I've never been able to let go of the synergy I felt, working at that little table, kneading noodle dough, clamping the Imperia onto the extension, and cranking out the strips of dough that would become incredible thin noodles. And I remember well the excitement generated by a call from my crabby dad when he received the dress box of noodles I mailed him.
The first Italian dinner I made for friends included fettuccine with Marcella's tomato cream sauce, a rosemary and garlic studded veal roast, garlic sauteed broccoli, insalata and a dessert made with pound cake soaked in espresso and filled with a whipped cream mixture and covered with chocolate. It was a big hit and from then on, I never strayed far from Marcella's side.

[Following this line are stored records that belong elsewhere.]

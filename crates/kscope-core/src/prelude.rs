//! Common module for library exports

pub use crate::catalog::{EntryState, Resolution, SymbolEntry, SymbolTypeCatalog, TypeEntry};
pub use crate::config::TraversalConfig;
pub use crate::context::ArchitectureContext;
pub use crate::debuginfo::{DebugInfo, DwarfDebugInfo, StaticDebugInfo, SymbolInfo};
pub use crate::error::{EntryKind, KscopeError, KscopeResult, ListCorruption, TreeCorruption};
pub use crate::layout::{ScalarKind, StructBuilder, Type, TypeKind, TypeTable, TypeTableBuilder};
pub use crate::memory::{MemorySource, ReadFailure, SparseMemory, TranslationFailure};
pub use crate::percpu::{PerCpuTable, PerCpuVariable};
pub use crate::session::Session;
pub use crate::types::{AlignmentRule, Address, ArchSpec, ByteOrder, TargetArch};
pub use crate::value::{Scalar, Target, TypedValue};
pub use crate::walk::{KlistWalker, LinkCheck, ListWalker, TreeOrder, TreeWalker, WalkState};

My mother-in-law used to put a Stouffer's frozen lasagne in for the holiday dinner and whine incessantly about how it wasn't as good as my lasagne. I kept telling her I had never made lasagne, that my grandmother never made lasagne and that we ate Stouffer's at our house. She kept up with the same whine and I needed some wine... About ten years later, I'd had enough. I made Marcella's recipe for lasagne. It was quite the departure from Stouffer's, that's for sure! I wasn't sure I liked it, but the looks on the faces of the others convinced me that it was a keeper.
And so it went. Recipe after recipe. Never a failure. Her instructions were precise. And by following them exactly, I experienced the sweet smell of success ~ not to mention a kitchen that smelled divine!
Marcella had a reputation for having an abrupt manner. Indeed, reading her cookbooks, you get a feel for the autocratic attitude she likely conveyed in her cooking classes. Yet, she was pushing Americans to eat the foods of the rest of Italy, not just the corrupted foods of the southern part of the country. She was a reformer, in many ways, and we needed that. Our idea of Italian cooking was mired in red sauce and meatballs.
Ironically, it was just this past Friday night that I attempted the kind of pizza Marcella would have likely abhorred: The Chicago Deep Dish Pizza. Yep. All caps. What I was aiming for was a memory of pizza at Gino's on Rush. The cellar restaurant with the sign over the door that read, "Watcha Thy Head!"
It was around 1964 or '65. My mom and I had taken the train into Chicago to visit my sister. She was very excited about an Italian restaurant and the idea of getting to eat food that Dad wouldn't touch. When my 5'1" mother saw that sign, she cracked up. Nevertheless, in we went, the pizza was ordered and an eternity later, it was served up with a clamped on handle, a wedge shaped serving spatula and in a blackened pan. My mother looked at it and smiled. "Oh, Jeane," she said. "This is just like what my grandmother used to make!" My sister's face fell. She thought she was introducing Mom to something really new and great. It wasn't new, but it was certainly great, and Mom made sure she knew it.
As the story goes, in the coal mining towns that dotted Illinois (and likely everywhere else there was a collection of Italian miners), there were boarding houses. Her grandmother ran one. In the morning, she would make bread dough and put it in a big black skillet on the back of the cookstove. As the day went on, she added leftovers to that thing. In the early evening, it got baked and that was pizza. A cheap way to make sure nothing went to waste, and something that was very filling.
My effort turned out pretty well. I see how I need to tweak it, and I've already made the notes in the margins of the recipe I tried. This is one I'll never find in a Marcella book, but I still owe it to her to have had the courage to try it. Julia Child may have taught my sister to cook, but Marcella was my teacher. I am eternally grateful, and so is everyone who comes to dinner.
Grazie, Dottore Hazan. Riposi in pace.